Ask HN: Ideas for network where members pay? - somid3

I have recently been inspired by SitterCity.com which parents and babysitters both used to pay a monthly fee.&#60;p&#62;If you could create any network to connect people (who pay for the service) what would it be?&#60;p&#62;- Bicyclist looking for riding partners?
- Crossfit buddy finder?
- Any kind of niche-dating network?&#60;p&#62;... ideastorm!
======
callmeed
First of all, having used sitter city, I don't really like their model. Once
you find a sitter or 2 you like, there's no reason to keep paying for the
site.

Differentiating between a "network" and a "marketplace" can be tough (I'd call
sitter city a marketplace because its buyers & sellers pretty much). That
being said, here's some things that popped into my head recently:

\- collect class schedules from all the different gyms (spin, Zumba, step,
yoga, crossfit, etc) and let people browse them. Try to negotiate deals with
some to sell drop-in passes OR charge a monthly fee for X passes and share
some of the $ with the gym they choose to go to.

\- Better than sitter city's model, I think, is to have an Uber-like model
where you just text a number (Twilio!) and they'll line up for a qualified
person for the time you need.

\- Dating service where you pay monthly and that $ goes towards a weekly blind
date lunch with someone they've matched you with. (Married 8 years so sorry if
this exists or is utterly stupid)

\- A decent upcoming.org replacement still doesn't exist (save some niche
alternatives). Create a network to somehow crowdsource a local events guide.

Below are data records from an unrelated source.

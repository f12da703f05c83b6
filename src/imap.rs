//! IMAP implementation of the mail collaborator, built on `async-imap`.
//!
//! Connection setup follows the address:
//! - port 993: TLS from the first byte (implicit TLS)
//! - any other port: plain TCP, upgraded with STARTTLS when the server
//!   advertises it in its greeting or its CAPABILITY response
//!
//! After the greeting (and optional upgrade) every stream is boxed as a
//! [`ImapStream`] trait object so plain and TLS sessions share one type.

use crate::config::Config;
use crate::mail::{ConnectionError, MailConnector, MailSession, MailboxStatus, QueryError};
use async_imap::imap_proto::{Capability, Response, ResponseCode};
use rustls::pki_types::ServerName;
use std::fmt;
use std::sync::Arc;
use tokio::io::{AsyncRead, AsyncWrite, AsyncWriteExt};
use tokio::net::TcpStream;
use tokio_rustls::TlsConnector;
use tokio_rustls::client::TlsStream;

/// Port that implies TLS from the first byte.
pub const IMAPS_PORT: u16 = 993;

/// Tag of the CAPABILITY command sent before login. Distinct from the
/// `A0001`-style tags `async-imap` generates.
const CAPABILITY_TAG: &str = "C0";

/// Any byte stream an IMAP session can run over.
pub trait ImapStream: AsyncRead + AsyncWrite + Unpin + Send + fmt::Debug {}

impl<T> ImapStream for T where T: AsyncRead + AsyncWrite + Unpin + Send + fmt::Debug {}

type BoxedStream = Box<dyn ImapStream>;

// ── Address ──────────────────────────────────────────────────────────

/// A `host:port` pair taken from the `addr` config key.
#[derive(Clone, Debug, PartialEq, Eq)]
pub struct ServerAddr {
    pub host: String,
    pub port: u16,
}

impl ServerAddr {
    pub fn parse(addr: &str) -> Result<Self, ConnectionError> {
        let invalid = || ConnectionError::InvalidAddress(addr.to_string());
        let (host, port) = addr.rsplit_once(':').ok_or_else(invalid)?;
        let host = host.trim_start_matches('[').trim_end_matches(']');
        if host.is_empty() {
            return Err(invalid());
        }
        let port = port.parse().map_err(|_| invalid())?;
        Ok(Self {
            host: host.to_string(),
            port,
        })
    }

    pub fn implicit_tls(&self) -> bool {
        self.port == IMAPS_PORT
    }
}

// ── Capabilities ─────────────────────────────────────────────────────

fn has_starttls(caps: &[Capability<'_>]) -> bool {
    caps.iter()
        .any(|cap| matches!(cap, Capability::Atom(name) if name.eq_ignore_ascii_case("STARTTLS")))
}

/// STARTTLS support as announced by a single response, if it carries a
/// capability list at all.
fn advertised_starttls(response: &Response<'_>) -> Option<bool> {
    match response {
        Response::Data {
            code: Some(ResponseCode::Capabilities(caps)),
            ..
        } => Some(has_starttls(caps)),
        Response::Capabilities(caps) => Some(has_starttls(caps)),
        _ => None,
    }
}

async fn read_greeting<T: ImapStream>(
    client: &mut async_imap::Client<T>,
) -> Result<Option<bool>, ConnectionError> {
    let greeting = client
        .read_response()
        .await
        .transpose()?
        .ok_or(ConnectionError::MissingGreeting)?;
    Ok(advertised_starttls(greeting.parsed()))
}

/// Ask for CAPABILITY explicitly when the greeting did not include it.
///
/// `async-imap` only exposes tagged commands that end in a plain OK, so the
/// command is written on the raw socket and its replies are read back
/// through a fresh client. Nothing is buffered past the greeting at this
/// point, so unwrapping the client loses no data.
async fn query_starttls(
    client: async_imap::Client<TcpStream>,
) -> Result<(async_imap::Client<TcpStream>, bool), ConnectionError> {
    let mut tcp_stream = client.into_inner();
    tcp_stream
        .write_all(format!("{CAPABILITY_TAG} CAPABILITY\r\n").as_bytes())
        .await?;
    tcp_stream.flush().await?;

    let mut client = async_imap::Client::new(tcp_stream);
    let mut starttls = false;
    loop {
        let response = client
            .read_response()
            .await
            .transpose()?
            .ok_or_else(|| ConnectionError::Io(std::io::ErrorKind::UnexpectedEof.into()))?;
        match response.parsed() {
            Response::Done { tag, .. } if tag.0 == CAPABILITY_TAG => {
                return Ok((client, starttls));
            }
            parsed => {
                if let Some(found) = advertised_starttls(parsed) {
                    starttls = found;
                }
            }
        }
    }
}

// ── TLS ──────────────────────────────────────────────────────────────

fn tls_connector() -> Result<TlsConnector, ConnectionError> {
    let mut roots = rustls::RootCertStore::empty();
    let rustls_native_certs::CertificateResult { certs, errors, .. } =
        rustls_native_certs::load_native_certs();
    for err in errors {
        tracing::debug!(error = %err, "skipping unreadable root certificate source");
    }
    let (added, ignored) = roots.add_parsable_certificates(certs);
    tracing::debug!(added, ignored, "loaded native root certificates");
    if roots.is_empty() {
        return Err(ConnectionError::Tls(
            "no usable root certificates found".to_string(),
        ));
    }

    let provider = Arc::new(rustls::crypto::ring::default_provider());
    let config = rustls::ClientConfig::builder_with_provider(provider)
        .with_safe_default_protocol_versions()
        .map_err(|err| ConnectionError::Tls(err.to_string()))?
        .with_root_certificates(roots)
        .with_no_client_auth();
    Ok(TlsConnector::from(Arc::new(config)))
}

async fn tls_handshake(
    host: &str,
    tcp_stream: TcpStream,
) -> Result<TlsStream<TcpStream>, ConnectionError> {
    let server_name = ServerName::try_from(host.to_string())
        .map_err(|_| ConnectionError::Tls(format!("invalid DNS name '{host}'")))?;
    let stream = tls_connector()?.connect(server_name, tcp_stream).await?;
    Ok(stream)
}

// ── Connector ────────────────────────────────────────────────────────

/// Connects and logs in with the account from the configuration.
#[derive(Clone)]
pub struct ImapConnector {
    addr: String,
    username: String,
    password: String,
}

impl ImapConnector {
    pub fn new(
        addr: impl Into<String>,
        username: impl Into<String>,
        password: impl Into<String>,
    ) -> Self {
        Self {
            addr: addr.into(),
            username: username.into(),
            password: password.into(),
        }
    }

    pub fn from_config(config: &Config) -> Self {
        Self::new(&config.addr, &config.username, &config.password)
    }

    async fn open_client(
        &self,
        server: &ServerAddr,
    ) -> Result<async_imap::Client<BoxedStream>, ConnectionError> {
        let tcp_stream = TcpStream::connect((server.host.as_str(), server.port))
            .await
            .map_err(|source| ConnectionError::Dial {
                addr: self.addr.clone(),
                source,
            })?;

        if server.implicit_tls() {
            tracing::debug!(imap_host = %server.host, "starting implicit TLS");
            let stream = tls_handshake(&server.host, tcp_stream).await?;
            let mut client = async_imap::Client::new(Box::new(stream) as BoxedStream);
            read_greeting(&mut client).await?;
            return Ok(client);
        }

        let mut client = async_imap::Client::new(tcp_stream);
        let starttls = match read_greeting(&mut client).await? {
            Some(advertised) => advertised,
            None => {
                let (queried, advertised) = query_starttls(client).await?;
                client = queried;
                advertised
            }
        };

        if !starttls {
            tracing::debug!(imap_host = %server.host, "server offers no STARTTLS, staying plain");
            return Ok(async_imap::Client::new(
                Box::new(client.into_inner()) as BoxedStream
            ));
        }

        tracing::debug!(imap_host = %server.host, "upgrading with STARTTLS");
        client
            .run_command_and_check_ok("STARTTLS", None)
            .await
            .map_err(ConnectionError::StartTls)?;
        let stream = tls_handshake(&server.host, client.into_inner()).await?;
        Ok(async_imap::Client::new(Box::new(stream) as BoxedStream))
    }
}

impl fmt::Debug for ImapConnector {
    fn fmt(&self, f: &mut fmt::Formatter<'_>) -> fmt::Result {
        f.debug_struct("ImapConnector")
            .field("addr", &self.addr)
            .field("username", &self.username)
            .finish_non_exhaustive()
    }
}

impl MailConnector for ImapConnector {
    type Session = ImapSession;

    async fn connect(&self) -> Result<ImapSession, ConnectionError> {
        let server = ServerAddr::parse(&self.addr)?;
        tracing::debug!(
            imap_host = %server.host,
            imap_port = server.port,
            implicit_tls = server.implicit_tls(),
            "dialing IMAP server"
        );

        let client = self.open_client(&server).await?;
        let session = client
            .login(&self.username, &self.password)
            .await
            .map_err(|(err, _client)| ConnectionError::Auth(err))?;

        tracing::debug!(username = %self.username, "logged in");
        Ok(ImapSession { inner: session })
    }
}

// ── Session ──────────────────────────────────────────────────────────

/// An authenticated IMAP session.
pub struct ImapSession {
    inner: async_imap::Session<BoxedStream>,
}

impl MailSession for ImapSession {
    async fn status(&mut self, label: &str) -> Result<Vec<MailboxStatus>, QueryError> {
        let mailbox = self
            .inner
            .status(label, "(UNSEEN)")
            .await
            .map_err(|err| match err {
                async_imap::error::Error::No(message) | async_imap::error::Error::Bad(message) => {
                    QueryError::Rejected(format!("STATUS {label} rejected: {message}"))
                }
                source => QueryError::Status {
                    label: label.to_string(),
                    source,
                },
            })?;

        Ok(vec![MailboxStatus {
            unseen: mailbox.unseen,
        }])
    }

    async fn logout(mut self) {
        if let Err(err) = self.inner.logout().await {
            tracing::debug!(error = %err, "IMAP logout failed");
        }
    }
}

// ── Tests ────────────────────────────────────────────────────────────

\- Youth sports and summer rec. activities. Our kids do a lot of stuff and its
hard to keep track of what's going on every day. Also, finding things for them
to do during the summer is a pain here (we have multiple cities, each with
their own programs-all in friggin PDF form).

\- text restaurants/bars at 2-3pm (Twilio!) and ask what their happy hour,
dinner and drink specials will be for the night. Broadcast that to a web
page/email list/app. Boom, eventually you could have something like Groupon
but that restaurants can get behind better.

------
slater
here's an idea that you can build and then pay me lots of money for: A site
that fixes the commuting problem, at least for some jobs. No, not teleworking.
Consider this scenario:

Let's say you are a web developer, living in city Z, and every day you spend 2
hours commuting to your web development job in city X. Unbeknownst to you,
there's a web developer living in city X, who commutes 2 hours to her web
development job in city Z. So my idea would be to connect these two, and see
if their bosses agree to a web developer swap. Boom, 2 commuters less in the
world. Granted, that's a huge "if", and this system won't work for all jobs.
But might be something worth exploring.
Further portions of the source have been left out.